* **TASK DETAILS**: Each line of the records that holds "TempChannel" should be shown in full.

* **Excerpts from a dataset**:
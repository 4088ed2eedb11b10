//! Actions: immutable descriptions of one discrete robot operation.
//!
//! Every action carries a globally monotonic id assigned at construction;
//! apply order equals id order within a cursor. Relative-vs-absolute is a
//! per-kind flag rather than separate kinds.

use std::fmt;
use std::sync::atomic::{AtomicU64, Ordering};

use crate::geometry::{Quaternion, Vector};
use crate::types::{Joints, MotionType, ReferenceCs, TempChannel, Tool};

static ACTION_COUNTER: AtomicU64 = AtomicU64::new(1);

fn next_action_id() -> u64 {
    ACTION_COUNTER.fetch_add(1, Ordering::Relaxed)
}

/// The payload of an [`Action`]: one of the ~26 operation kinds.
#[derive(Debug, Clone, PartialEq)]
pub enum ActionKind {
    Translation {
        translation: Vector,
        relative: bool,
    },
    Rotation {
        rotation: Quaternion,
        relative: bool,
    },
    Transformation {
        translation: Vector,
        rotation: Quaternion,
        relative: bool,
        /// Whether the translation is applied before the rotation; in the
        /// local frame the two orders produce different poses.
        translation_first: bool,
    },
    Axes {
        joints: Joints,
        relative: bool,
    },
    ExternalAxis {
        /// 1-based axis number, 1..=6.
        axis: usize,
        value: f64,
        relative: bool,
    },
    Speed {
        /// mm/s (linear) or deg/s (joint), canonical cursor units.
        value: f64,
        relative: bool,
    },
    Acceleration {
        /// mm/s^2; 0 means vendor default.
        value: f64,
        relative: bool,
    },
    RotationSpeed {
        /// deg/s for TCP reorientation.
        value: f64,
        relative: bool,
    },
    JointSpeed {
        /// deg/s.
        value: f64,
        relative: bool,
    },
    JointAcceleration {
        /// deg/s^2.
        value: f64,
        relative: bool,
    },
    Precision {
        /// Blending radius, mm. 0 is a fine point.
        value: f64,
        relative: bool,
    },
    MotionMode {
        motion: MotionType,
    },
    Coordinates {
        reference: ReferenceCs,
    },
    PushSettings,
    PopSettings,
    Wait {
        millis: u64,
    },
    Message {
        text: String,
    },
    Comment {
        text: String,
    },
    CustomCode {
        statement: String,
        is_declaration: bool,
    },
    DefineTool {
        tool: Tool,
    },
    AttachTool {
        name: String,
    },
    DetachTool,
    IoDigital {
        pin: String,
        on: bool,
    },
    IoAnalog {
        pin: String,
        value: f64,
    },
    Temperature {
        channel: TempChannel,
        /// Celsius.
        degrees: f64,
        wait: bool,
    },
    Extrusion {
        on: bool,
    },
    ExtrusionRate {
        /// mm of filament per mm of travel.
        rate: f64,
        relative: bool,
    },
}

/// One issued robot operation: a monotonic id plus its [`ActionKind`].
#[derive(Debug, Clone, PartialEq)]
pub struct Action {
    pub id: u64,
    pub kind: ActionKind,
}

impl Action {
    pub fn new(kind: ActionKind) -> Self {
        Self {
            id: next_action_id(),
            kind,
        }
    }

    /// Whether this kind moves the TCP or joints when applied.
    pub fn is_motion(&self) -> bool {
        matches!(
            self.kind,
            ActionKind::Translation { .. }
                | ActionKind::Rotation { .. }
                | ActionKind::Transformation { .. }
                | ActionKind::Axes { .. }
                | ActionKind::ExternalAxis { .. }
        )
    }
}

fn rel(relative: bool) -> &'static str {
    if relative {
        "relative"
    } else {
        "absolute"
    }
}

impl fmt::Display for Action {
    fn fmt(&self, f: &mut fmt::Formatter<'_>) -> fmt::Result {
        match &self.kind {
            ActionKind::Translation {
                translation,
                relative,
            } => write!(f, "move {} {}", rel(*relative), translation),
            ActionKind::Rotation { rotation, relative } => {
                write!(f, "rotate {} {}", rel(*relative), rotation.to_axis_angle())
            }
            ActionKind::Transformation {
                translation,
                rotation,
                relative,
                translation_first,
            } => write!(
                f,
                "transform {} {} {} ({} first)",
                rel(*relative),
                translation,
                rotation.to_axis_angle(),
                if *translation_first { "move" } else { "rotate" }
            ),
            ActionKind::Axes { joints, relative } => {
                write!(f, "axes {} {}", rel(*relative), joints)
            }
            ActionKind::ExternalAxis {
                axis,
                value,
                relative,
            } => write!(f, "external axis {} {} {:.3}", axis, rel(*relative), value),
            ActionKind::Speed { value, relative } => {
                write!(f, "speed {} {:.3} mm/s", rel(*relative), value)
            }
            ActionKind::Acceleration { value, relative } => {
                write!(f, "acceleration {} {:.3} mm/s^2", rel(*relative), value)
            }
            ActionKind::RotationSpeed { value, relative } => {
                write!(f, "rotation speed {} {:.3} deg/s", rel(*relative), value)
            }
            ActionKind::JointSpeed { value, relative } => {
                write!(f, "joint speed {} {:.3} deg/s", rel(*relative), value)
            }
            ActionKind::JointAcceleration { value, relative } => {
                write!(f, "joint acceleration {} {:.3} deg/s^2", rel(*relative), value)
            }
            ActionKind::Precision { value, relative } => {
                write!(f, "precision {} {:.3} mm", rel(*relative), value)
            }
            ActionKind::MotionMode { motion } => write!(f, "motion mode {}", motion),
            ActionKind::Coordinates { reference } => write!(f, "coordinates {}", reference),
            ActionKind::PushSettings => write!(f, "push settings"),
            ActionKind::PopSettings => write!(f, "pop settings"),
            ActionKind::Wait { millis } => write!(f, "wait {} ms", millis),
            ActionKind::Message { text } => write!(f, "message \"{}\"", text),
            ActionKind::Comment { text } => write!(f, "comment \"{}\"", text),
            ActionKind::CustomCode {
                statement,
                is_declaration,
            } => write!(
                f,
                "custom {} \"{}\"",
                if *is_declaration {
                    "declaration"
                } else {
                    "statement"
                },
                statement
            ),
            ActionKind::DefineTool { tool } => write!(f, "define tool {}", tool),
            ActionKind::AttachTool { name } => write!(f, "attach tool \"{}\"", name),
            ActionKind::DetachTool => write!(f, "detach tool"),
            ActionKind::IoDigital { pin, on } => {
                write!(f, "digital out \"{}\" {}", pin, if *on { "on" } else { "off" })
            }
            ActionKind::IoAnalog { pin, value } => {
                write!(f, "analog out \"{}\" {:.3}", pin, value)
            }
            ActionKind::Temperature {
                channel,
                degrees,
                wait,
            } => write!(
                f,
                "temperature {} {:.1} C{}",
                channel,
                degrees,
                if *wait { " (wait)" } else { "" }
            ),
            ActionKind::Extrusion { on } => {
                write!(f, "extrusion {}", if *on { "on" } else { "off" })
            }
            ActionKind::ExtrusionRate { rate, relative } => {
                write!(f, "extrusion rate {} {:.4} mm/mm", rel(*relative), rate)
            }
        }
    }
}

#[cfg(test)]
mod tests {
    use super::*;

    #[test]
    fn ids_are_monotonic() {
        let a = Action::new(ActionKind::PushSettings);
        let b = Action::new(ActionKind::PopSettings);
        let c = Action::new(ActionKind::Wait { millis: 10 });
        assert!(a.id < b.id);
        assert!(b.id < c.id);
    }

    #[test]
    fn motion_classification() {
        let m = Action::new(ActionKind::Translation {
            translation: Vector::new(1.0, 0.0, 0.0),
            relative: true,
        });
        let s = Action::new(ActionKind::Speed {
            value: 100.0,
            relative: false,
        });
        assert!(m.is_motion());
        assert!(!s.is_motion());
    }

    #[test]
    fn display_is_human_readable() {
        let a = Action::new(ActionKind::Translation {
            translation: Vector::new(10.0, 0.0, 0.0),
            relative: true,
        });
        assert!(format!("{}", a).starts_with("move relative"));
    }
}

* **EXERCISE RESPONSE**:
use crate::types::{Joints, MotionType, ReferenceCs, TempChannel, Tool};
        channel: TempChannel,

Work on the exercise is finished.